We should not forget that sugar beet is a very useful crop. It did more to transform the county of Norfolk, of which I know a little, than any other crop. It has all the virtues of going down deep and aerating the soil. It is only a part of a rotation. It cannot take up the major part of anyone's land. In that regard, talk from the noble Lord, Lord Mottistone, of sugar beet farmers revelling in wealth is a little out of place. To compare sugar beet with winter wheat, as the Ministry does here, is quite wrong. There is nothing easier to grow that winter wheat. One sows it and sprays it and then the great combine lashes into it and it is taken away. It is one of the most mechanised and easy crops to grow. One can use a large proportion of one's land for winter wheat. It can be grown as a single crop quite successfully.

Sugar beet is an entirely different thing. It is a major consumer of labour. There are costs of every kind. Sugar beet has to be dug up in appalling weather. It has to be taken to the roadside and loaded. One has to hold up the noble Lord, Lord Middleton, when he wants to go to the station. It is a different crop with a different concentration altogether to winter wheat. It is ludicrous to show in a table how much more profitable it is to grow beet than winter wheat. Of course, it is more profitable.

If one wants to take it to a ridiculous level one should consider the strawberry grower. In a good year he can take in something like £5,000 to £10,000 a acre. That is more profitable than growing winter wheat. Therefore, I do not believe that that particular argument washes.

The other point concerns crying over the poor consumer. I know that if one takes each item and says that it is only a small part of the budget one comes to a ridiculous point. But in fact in Britain, according to the table, the price of sugar to the consumer in American cents is 42.64. In all the other EU countries it appears to be more, but it is only half of what it is in Tokyo and less than what it is in Washington DC, where it is 43.09 cents compared with 42.64 cents in London.

Sugar appears to be very cheap in developing countries and in Brasilia which grows a lot of cane sugar. When it comes to the manufacturers screaming about price, as they do frequently, the fact is that if one takes any object in the shops nowadays and looks at what sum goes to the farmer as a proportion of the price, it is immensely small.
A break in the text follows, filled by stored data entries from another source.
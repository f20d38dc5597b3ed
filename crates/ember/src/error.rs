//! Error types surfaced by the serving core.
//!
//! Each component boundary owns one enum. Only [`LoadError`] at startup is
//! meant to be fatal; every other error is converted into a reported outcome
//! by the component that catches it.

use std::io;
use std::path::PathBuf;

/// Failure to turn a model file into an evaluator.
#[derive(Debug, thiserror::Error)]
pub enum LoadError {
    #[error("failed to read model file {path}: {source}")]
    Io {
        path: PathBuf,
        #[source]
        source: io::Error,
    },

    #[error("failed to parse model file {path}: {source}")]
    Parse {
        path: PathBuf,
        #[source]
        source: serde_json::Error,
    },

    #[error("invalid model in {path}: {reason}")]
    Invalid { path: PathBuf, reason: String },
}

/// The evaluator rejected a prepared sample.
#[derive(Debug, Clone, PartialEq, thiserror::Error)]
pub enum EvalError {
    #[error("value '{value}' is not a valid category for feature '{feature}'")]
    UnknownCategory { feature: String, value: String },

    #[error("feature '{feature}' must be a finite number")]
    NonFinite { feature: String },

    #[error("missing value for required field: {0}")]
    MissingFeature(String),

    #[error("feature '{feature}' expected a {expected} value")]
    TypeMismatch { feature: String, expected: &'static str },

    #[error("sample was prepared for a different feature schema")]
    SchemaMismatch,

    #[error("model produced no usable probabilities: {0}")]
    Degenerate(String),
}

/// A line could not be turned into a feature sample.
#[derive(Debug, Clone, PartialEq, thiserror::Error)]
pub enum InputError {
    #[error("expected {expected} values per sample, got {found}")]
    Arity { expected: usize, found: usize },

    #[error("cannot parse numeric value for {feature}: {token}")]
    UnparsableNumber { feature: String, token: String },
}

/// The filesystem watch could not be established.
#[derive(Debug, thiserror::Error)]
pub enum WatchError {
    #[error("model path {0} has no parent directory to watch")]
    NoParent(PathBuf),

    #[error("failed to resolve model path {path}: {source}")]
    Resolve {
        path: PathBuf,
        #[source]
        source: io::Error,
    },

    #[error("file watch failed: {0}")]
    Notify(#[from] notify::Error),
}

/// Session-level failures of the request loop.
#[derive(Debug, thiserror::Error)]
pub enum LoopError {
    #[error("request loop cannot {action} while {state:?}")]
    InvalidState {
        action: &'static str,
        state: crate::serve::LoopState,
    },

    #[error("I/O error: {0}")]
    Io(#[from] io::Error),
}

/// Configuration could not be assembled.
#[derive(Debug, thiserror::Error)]
pub enum ConfigError {
    #[error("failed to load configuration: {0}")]
    Source(#[from] config::ConfigError),

    #[error("invalid configuration: {0}")]
    Invalid(String),
}

/// Renders an error with its full source chain, for log lines.
pub(crate) fn error_chain(err: &(dyn std::error::Error + 'static)) -> String {
    let mut rendered = err.to_string();
    let mut source = err.source();
    while let Some(cause) = source {
        let text = cause.to_string();
        if !rendered.contains(&text) {
            rendered.push_str(": ");
            rendered.push_str(&text);
        }
        source = cause.source();
    }
    rendered
}
//! JSON scoring documents.
//!
//! A scoring document declares the feature schema, the class labels and one
//! estimator. Two estimators are understood:
//!
//! * `logistic` - multinomial logistic regression, one intercept and one
//!   coefficient row per class, softmax over the class scores.
//! * `forest` - an ensemble of decision trees whose leaf distributions are
//!   averaged.
//!
//! Both operate on the encoded input row: numeric features occupy one column,
//! categorical features are one-hot encoded over their declared categories,
//! in schema order.
//!
//! ```json
//! {
//!   "name": "titanic",
//!   "classes": [{ "id": "0", "label": "not_survived" }, { "id": "1", "label": "survived" }],
//!   "features": [
//!     { "name": "Sex", "kind": "categorical", "categories": ["female", "male"] },
//!     { "name": "Age", "kind": "numeric" }
//!   ],
//!   "estimator": {
//!     "type": "logistic",
//!     "intercepts": [0.0, 0.5],
//!     "coefficients": [[0.0, 0.0, 0.0], [1.2, -1.2, -0.03]]
//!   }
//! }
//! ```

use std::collections::HashSet;
use std::path::Path;
use async_trait::async_trait;
use serde::Deserialize;
use crate::error::{EvalError, LoadError};
use crate::sample::{FeatureSample, FeatureSchema, FeatureSpec, FeatureValue};
use super::core_trait::{ClassProbability, Evaluator, ModelLoader, Outputs};

#[derive(Debug, Deserialize)]
struct ModelDocument {
    name: String,
    classes: Vec<ClassDocument>,
    features: Vec<FeatureDocument>,
    estimator: EstimatorDocument,
}

#[derive(Debug, Clone, Deserialize)]
struct ClassDocument {
    id: String,
    #[serde(default)]
    label: Option<String>,
}

#[derive(Debug, Deserialize)]
#[serde(tag = "kind", rename_all = "snake_case")]
enum FeatureDocument {
    Numeric { name: String },
    Categorical { name: String, categories: Vec<String> },
}

#[derive(Debug, Deserialize)]
#[serde(tag = "type", rename_all = "snake_case")]
enum EstimatorDocument {
    Logistic {
        intercepts: Vec<f64>,
        coefficients: Vec<Vec<f64>>,
    },
    Forest {
        trees: Vec<TreeDocument>,
    },
}

#[derive(Debug, Deserialize)]
struct TreeDocument {
    nodes: Vec<Node>,
}

#[derive(Debug, Clone, Deserialize)]
#[serde(untagged)]
enum Node {
    Split {
        column: usize,
        threshold: f64,
        left: usize,
        right: usize,
    },
    Leaf {
        distribution: Vec<f64>,
    },
}

#[derive(Debug, Clone)]
enum Encoder {
    Numeric { name: String },
    OneHot { name: String, categories: Vec<String> },
}

impl Encoder {
    fn width(&self) -> usize {
        match self {
            Encoder::Numeric { .. } => 1,
            Encoder::OneHot { categories, .. } => categories.len(),
        }
    }

    fn name(&self) -> &str {
        match self {
            Encoder::Numeric { name } | Encoder::OneHot { name, .. } => name,
        }
    }

    fn encode_into(&self, value: &FeatureValue, row: &mut Vec<f64>) -> Result<(), EvalError> {
        match (self, value) {
            (Encoder::Numeric { name }, FeatureValue::Numeric(number)) => {
                if !number.is_finite() {
                    return Err(EvalError::NonFinite { feature: name.clone() });
                }
                row.push(*number);
                Ok(())
            }
            (Encoder::OneHot { name, categories }, FeatureValue::Categorical(token)) => {
                let hit = categories
                    .iter()
                    .position(|category| category == token)
                    .ok_or_else(|| EvalError::UnknownCategory {
                        feature: name.clone(),
                        value: token.clone(),
                    })?;
                row.extend((0..categories.len()).map(|idx| if idx == hit { 1.0 } else { 0.0 }));
                Ok(())
            }
            (Encoder::Numeric { name }, _) => Err(EvalError::TypeMismatch {
                feature: name.clone(),
                expected: "numeric",
            }),
            (Encoder::OneHot { name, .. }, _) => Err(EvalError::TypeMismatch {
                feature: name.clone(),
                expected: "categorical",
            }),
        }
    }
}

#[derive(Debug, Clone)]
enum Estimator {
    Logistic {
        intercepts: Vec<f64>,
        coefficients: Vec<Vec<f64>>,
    },
    Forest {
        trees: Vec<Vec<Node>>,
    },
}

impl Estimator {
    fn kind(&self) -> &'static str {
        match self {
            Estimator::Logistic { .. } => "logistic",
            Estimator::Forest { .. } => "forest",
        }
    }

    fn predict(&self, row: &[f64]) -> Vec<f64> {
        match self {
            Estimator::Logistic { intercepts, coefficients } => {
                let scores = intercepts
                    .iter()
                    .zip(coefficients)
                    .map(|(intercept, weights)| {
                        intercept + weights.iter().zip(row).map(|(w, x)| w * x).sum::<f64>()
                    })
                    .collect::<Vec<_>>();
                softmax(&scores)
            }
            Estimator::Forest { trees } => {
                let mut total = Vec::new();
                for tree in trees {
                    let leaf = walk(tree, row);
                    if total.is_empty() {
                        total = vec![0.0; leaf.len()];
                    }
                    total.iter_mut().zip(leaf).for_each(|(acc, p)| *acc += p);
                }
                let count = trees.len() as f64;
                total.iter_mut().for_each(|p| *p /= count);
                total
            }
        }
    }
}

fn softmax(scores: &[f64]) -> Vec<f64> {
    let max = scores.iter().copied().fold(f64::NEG_INFINITY, f64::max);
    let exps = scores.iter().map(|s| (s - max).exp()).collect::<Vec<_>>();
    let sum = exps.iter().sum::<f64>();
    exps.into_iter().map(|e| e / sum).collect()
}

/// Follows split nodes from the root to a leaf.
///
/// Validation guarantees children index forward, so the walk terminates.
fn walk<'a>(nodes: &'a [Node], row: &[f64]) -> &'a [f64] {
    let mut idx = 0;
    loop {
        match &nodes[idx] {
            Node::Split { column, threshold, left, right } => {
                idx = if row[*column] <= *threshold { *left } else { *right };
            }
            Node::Leaf { distribution } => return distribution,
        }
    }
}

/// An evaluator backed by a JSON scoring document.
#[derive(Debug, Clone)]
pub struct ScoringModel {
    name: String,
    schema: FeatureSchema,
    encoders: Vec<Encoder>,
    classes: Vec<ClassDocument>,
    estimator: Estimator,
}

impl ScoringModel {
    /// Parses and validates a scoring document.
    ///
    /// `origin` only labels errors.
    pub fn from_slice(bytes: &[u8], origin: &Path) -> Result<Self, LoadError> {
        let document: ModelDocument = serde_json::from_slice(bytes)
            .map_err(|source| LoadError::Parse { path: origin.to_path_buf(), source })?;
        Self::from_document(document)
            .map_err(|reason| LoadError::Invalid { path: origin.to_path_buf(), reason })
    }

    pub fn name(&self) -> &str {
        &self.name
    }

    fn width(&self) -> usize {
        self.encoders.iter().map(Encoder::width).sum()
    }

    fn from_document(document: ModelDocument) -> Result<Self, String> {
        let ModelDocument { name, classes, features, estimator } = document;

        if classes.is_empty() {
            return Err("model declares no classes".to_string());
        }
        let mut seen = HashSet::new();
        if let Some(dup) = classes.iter().find(|class| !seen.insert(class.id.as_str())) {
            return Err(format!("duplicate class id '{}'", dup.id));
        }

        if features.is_empty() {
            return Err("model declares no features".to_string());
        }
        let encoders = features
            .into_iter()
            .map(|feature| match feature {
                FeatureDocument::Numeric { name } => Ok(Encoder::Numeric { name }),
                FeatureDocument::Categorical { name, categories } if categories.is_empty() => {
                    Err(format!("categorical feature '{name}' declares no categories"))
                }
                FeatureDocument::Categorical { name, categories } => {
                    Ok(Encoder::OneHot { name, categories })
                }
            })
            .collect::<Result<Vec<_>, _>>()?;
        let mut seen = HashSet::new();
        if let Some(dup) = encoders.iter().find(|encoder| !seen.insert(encoder.name())) {
            return Err(format!("duplicate feature '{}'", dup.name()));
        }

        let schema = FeatureSchema::new(
            encoders
                .iter()
                .map(|encoder| match encoder {
                    Encoder::Numeric { name } => FeatureSpec::numeric(name.clone()),
                    Encoder::OneHot { name, .. } => FeatureSpec::categorical(name.clone()),
                })
                .collect(),
        );

        let mut model = Self {
            name,
            schema,
            encoders,
            classes,
            estimator: Estimator::Forest { trees: vec![] },
        };
        model.estimator = model.validate_estimator(estimator)?;
        Ok(model)
    }

    fn validate_estimator(&self, estimator: EstimatorDocument) -> Result<Estimator, String> {
        let width = self.width();
        let class_count = self.classes.len();

        match estimator {
            EstimatorDocument::Logistic { intercepts, coefficients } => {
                if intercepts.len() != class_count || coefficients.len() != class_count {
                    return Err(format!(
                        "logistic estimator needs {class_count} intercepts and coefficient rows, got {} and {}",
                        intercepts.len(),
                        coefficients.len()
                    ));
                }
                if let Some((idx, row)) = coefficients.iter().enumerate().find(|(_, row)| row.len() != width) {
                    return Err(format!(
                        "coefficient row {idx} has {} columns, encoded input has {width}",
                        row.len()
                    ));
                }
                let finite = intercepts.iter().chain(coefficients.iter().flatten()).all(|v| v.is_finite());
                if !finite {
                    return Err("logistic estimator contains non-finite weights".to_string());
                }
                Ok(Estimator::Logistic { intercepts, coefficients })
            }
            EstimatorDocument::Forest { trees } => {
                if trees.is_empty() {
                    return Err("forest estimator contains no trees".to_string());
                }
                let trees = trees
                    .into_iter()
                    .enumerate()
                    .map(|(idx, tree)| {
                        validate_tree(&tree.nodes, width, class_count)
                            .map(|_| tree.nodes)
                            .map_err(|reason| format!("tree {idx}: {reason}"))
                    })
                    .collect::<Result<Vec<_>, _>>()?;
                Ok(Estimator::Forest { trees })
            }
        }
    }
}

fn validate_tree(nodes: &[Node], width: usize, class_count: usize) -> Result<(), String> {
    if nodes.is_empty() {
        return Err("tree has no nodes".to_string());
    }
    for (idx, node) in nodes.iter().enumerate() {
        match node {
            Node::Split { column, threshold, left, right } => {
                if *column >= width {
                    return Err(format!("node {idx} splits on column {column}, encoded input has {width}"));
                }
                if !threshold.is_finite() {
                    return Err(format!("node {idx} has a non-finite threshold"));
                }
                for child in [left, right] {
                    if *child <= idx || *child >= nodes.len() {
                        return Err(format!("node {idx} points at invalid child {child}"));
                    }
                }
            }
            Node::Leaf { distribution } => {
                if distribution.len() != class_count {
                    return Err(format!(
                        "leaf {idx} has {} probabilities, model has {class_count} classes",
                        distribution.len()
                    ));
                }
                if distribution.iter().any(|p| !p.is_finite() || *p < 0.0) {
                    return Err(format!("leaf {idx} has an invalid probability"));
                }
            }
        }
    }
    Ok(())
}

impl Evaluator for ScoringModel {
    fn schema(&self) -> &FeatureSchema {
        &self.schema
    }

    fn describe(&self) -> String {
        format!(
            "{} model '{}' ({} features, {} classes)",
            self.estimator.kind(),
            self.name,
            self.schema.len(),
            self.classes.len()
        )
    }

    fn evaluate(&self, sample: &FeatureSample) -> Result<Outputs, EvalError> {
        let mut row = Vec::with_capacity(self.width());
        for encoder in &self.encoders {
            let value = sample
                .get(encoder.name())
                .ok_or_else(|| EvalError::MissingFeature(encoder.name().to_string()))?;
            encoder.encode_into(value, &mut row)?;
        }

        let raw = self.estimator.predict(&row);
        let sum = raw.iter().sum::<f64>();
        if !sum.is_finite() || sum <= 0.0 {
            return Err(EvalError::Degenerate(format!("probabilities sum to {sum}")));
        }

        let probabilities = self.classes
            .iter()
            .zip(raw)
            .map(|(class, p)| ClassProbability {
                class_id: class.id.clone(),
                label: class.label.clone(),
                probability: p / sum,
            })
            .collect();
        Ok(Outputs { probabilities })
    }
}
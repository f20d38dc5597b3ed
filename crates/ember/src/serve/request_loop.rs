use std::io;
use std::sync::Arc;
use futures::{Stream, StreamExt};
use tokio::io::{AsyncBufRead, AsyncBufReadExt};
use tracing::{debug, info, warn};
use crate::engine::ReloadCoordinator;
use crate::error::LoopError;
use crate::model::ModelLoader;
use super::outcome::{RequestOutcome, SessionReport};
use super::presenter::{Presenter, SampleRecord};

/// Default line that ends an interactive session.
pub const DEFAULT_EXIT_SENTINEL: &str = ":exit";

/// Where a [`RequestLoop`] is in its session.
#[derive(Debug, Clone, Copy, PartialEq, Eq)]
pub enum LoopState {
    /// Ready for a batch or the interactive phase
    Idle,
    EvaluatingBatch,
    /// Waiting for the next interactive line
    InteractiveOpen,
    EvaluatingOne,
    /// The session is over, no further phases may run
    Closed,
}

/// # RequestLoop
///
/// Feeds lines of feature values to whichever model is current and hands the
/// results to a [`Presenter`].
///
/// A session runs any number of batch phases, then at most one interactive
/// phase, after which the loop is closed. Every sample re-reads the current
/// model handle, so a reload published mid-session applies from the next
/// sample on, while the sample in flight finishes on the handle it started
/// with.
pub struct RequestLoop<L: ModelLoader, P> {
    coordinator: Arc<ReloadCoordinator<L>>,

    presenter: P,

    /// Lowercased line that ends the interactive phase
    exit_sentinel: String,

    state: LoopState,

    /// Samples submitted so far across all phases
    submitted: usize,
}

impl<L: ModelLoader, P: Presenter> RequestLoop<L, P> {
    pub fn new(coordinator: Arc<ReloadCoordinator<L>>, presenter: P) -> Self {
        Self {
            coordinator,
            presenter,
            exit_sentinel: DEFAULT_EXIT_SENTINEL.to_string(),
            state: LoopState::Idle,
            submitted: 0,
        }
    }

    /// Replaces the interactive exit sentinel. Matching ignores case and
    /// surrounding whitespace.
    pub fn with_exit_sentinel(mut self, sentinel: &str) -> Self {
        self.exit_sentinel = sentinel.trim().to_lowercase();
        self
    }

    pub fn state(&self) -> LoopState {
        self.state
    }

    pub fn presenter(&self) -> &P {
        &self.presenter
    }

    pub fn presenter_mut(&mut self) -> &mut P {
        &mut self.presenter
    }

    pub fn into_presenter(self) -> P {
        self.presenter
    }

    /// Evaluates every sample line of a finite source, in order.
    ///
    /// Malformed lines and rejected samples are reported and skipped. The
    /// loop is back to [`LoopState::Idle`] afterwards, even when the phase
    /// ends with an error.
    ///
    /// # Errors
    ///
    /// [`LoopError::InvalidState`] unless the loop is idle, and
    /// [`LoopError::Io`] when reading the source or presenting fails.
    pub async fn run_batch<S>(&mut self, lines: S) -> Result<SessionReport, LoopError>
    where
        S: Stream<Item = io::Result<String>>,
    {
        self.enter(LoopState::EvaluatingBatch, "start a batch")?;
        let result = self.drain_batch(lines).await;
        self.state = LoopState::Idle;

        let report = result?;
        info!(
            predictions = report.predictions,
            input_errors = report.input_errors,
            evaluation_failures = report.evaluation_failures,
            "batch finished"
        );
        self.presenter.summary(&report)?;
        Ok(report)
    }

    async fn drain_batch<S>(&mut self, lines: S) -> Result<SessionReport, LoopError>
    where
        S: Stream<Item = io::Result<String>>,
    {
        let mut lines = std::pin::pin!(lines);
        let mut report = SessionReport::default();
        let mut line_no = 0;
        while let Some(line) = lines.next().await {
            line_no += 1;
            self.submit(line_no, &line?, &mut report)?;
        }
        Ok(report)
    }

    /// Evaluates lines one at a time until the exit sentinel or the end of
    /// the source, then closes the loop and presents a summary.
    ///
    /// The sentinel line itself is never evaluated.
    ///
    /// # Errors
    ///
    /// [`LoopError::InvalidState`] unless the loop is idle, and
    /// [`LoopError::Io`] when reading the source or presenting fails. The
    /// loop is closed in every case.
    pub async fn run_interactive<S>(&mut self, lines: S) -> Result<SessionReport, LoopError>
    where
        S: Stream<Item = io::Result<String>>,
    {
        self.enter(LoopState::InteractiveOpen, "start an interactive session")?;
        let result = self.drain_interactive(lines).await;
        self.state = LoopState::Closed;

        let report = result?;
        info!(
            predictions = report.predictions,
            input_errors = report.input_errors,
            evaluation_failures = report.evaluation_failures,
            "interactive session closed"
        );
        self.presenter.summary(&report)?;
        Ok(report)
    }

    async fn drain_interactive<S>(&mut self, lines: S) -> Result<SessionReport, LoopError>
    where
        S: Stream<Item = io::Result<String>>,
    {
        let mut lines = std::pin::pin!(lines);
        let mut report = SessionReport::default();
        let mut line_no = 0;
        while let Some(line) = lines.next().await {
            let line = line?;
            line_no += 1;
            if line.trim().to_lowercase() == self.exit_sentinel {
                debug!(line = line_no, "exit sentinel received");
                break;
            }

            self.state = LoopState::EvaluatingOne;
            self.submit(line_no, &line, &mut report)?;
            self.state = LoopState::InteractiveOpen;
        }
        Ok(report)
    }

    /// Ends the session without an interactive phase.
    ///
    /// # Errors
    ///
    /// [`LoopError::InvalidState`] while a phase is running.
    pub fn close(&mut self) -> Result<(), LoopError> {
        match self.state {
            LoopState::Idle | LoopState::Closed => {
                self.state = LoopState::Closed;
                Ok(())
            }
            state => Err(LoopError::InvalidState { action: "close", state }),
        }
    }

    fn enter(&mut self, next: LoopState, action: &'static str) -> Result<(), LoopError> {
        if self.state != LoopState::Idle {
            return Err(LoopError::InvalidState { action, state: self.state });
        }
        self.state = next;
        Ok(())
    }

    /// Parses, evaluates and presents one line against the current model.
    fn submit(&mut self, line_no: usize, line: &str, report: &mut SessionReport) -> io::Result<()> {
        let handle = self.coordinator.current();
        let parsed = match handle.schema().parse_line(line) {
            Ok(None) => return Ok(()),
            Ok(Some(sample)) => Ok(sample),
            Err(err) => Err(err),
        };
        self.submitted += 1;

        let outcome = match &parsed {
            Ok(sample) => {
                let outcome = RequestOutcome::from_evaluation(handle.evaluate(sample));
                match &outcome {
                    RequestOutcome::Prediction(prediction) => {
                        report.predictions += 1;
                        debug!(line = line_no, class = %prediction.class_id, generation = handle.generation(), "sample evaluated");
                    }
                    RequestOutcome::Failure { reason } => {
                        report.evaluation_failures += 1;
                        warn!(line = line_no, generation = handle.generation(), error = %reason, "sample evaluation failed");
                    }
                }
                outcome
            }
            Err(err) => {
                report.input_errors += 1;
                warn!(line = line_no, error = %err, "skipping malformed sample");
                RequestOutcome::failure(err)
            }
        };

        self.presenter.present(&SampleRecord {
            ordinal: self.submitted,
            line: line_no,
            generation: handle.generation(),
            sample: parsed.as_ref().ok(),
            outcome: &outcome,
        })
    }
}

/// Adapts an async reader into a stream of lines without their terminators.
///
/// Bytes that are not valid UTF-8 are replaced with U+FFFD, so such a line
/// reaches the schema as a malformed sample. Only read failures are yielded
/// as errors, and the stream ends after the first one.
pub fn lines<R>(reader: R) -> impl Stream<Item = io::Result<String>>
where
    R: AsyncBufRead + Unpin,
{
    futures::stream::unfold(Some(reader), |state| async move {
        let mut reader = state?;
        let mut buf = Vec::new();
        match reader.read_until(b'\n', &mut buf).await {
            Ok(0) => None,
            Ok(_) => Some((Ok(decode_line(buf)), Some(reader))),
            Err(err) => Some((Err(err), None)),
        }
    })
}

/// Strips a trailing `\n` or `\r\n` and decodes the rest lossily.
fn decode_line(mut buf: Vec<u8>) -> String {
    if buf.last() == Some(&b'\n') {
        buf.pop();
        if buf.last() == Some(&b'\r') {
            buf.pop();
        }
    }
    match String::from_utf8(buf) {
        Ok(line) => line,
        Err(err) => String::from_utf8_lossy(err.as_bytes()).into_owned(),
    }
}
Taking all these factors into account, the Government should be doing their absolute best to see that the total quota ABC—it is a ridiculous computation, although I know the difference between ABC—in this country is held on to. It fulfils the objectives put forward by the noble Lord, Lord Marlesford, because it is competently produced and is doing a good job for this country. When one looks at the proportions in the other table, one can see that, apart from Portugal, this country produces less from the consumption of sugar than any other country in the EU. I hope that there will be a hard fight by the Government on that point.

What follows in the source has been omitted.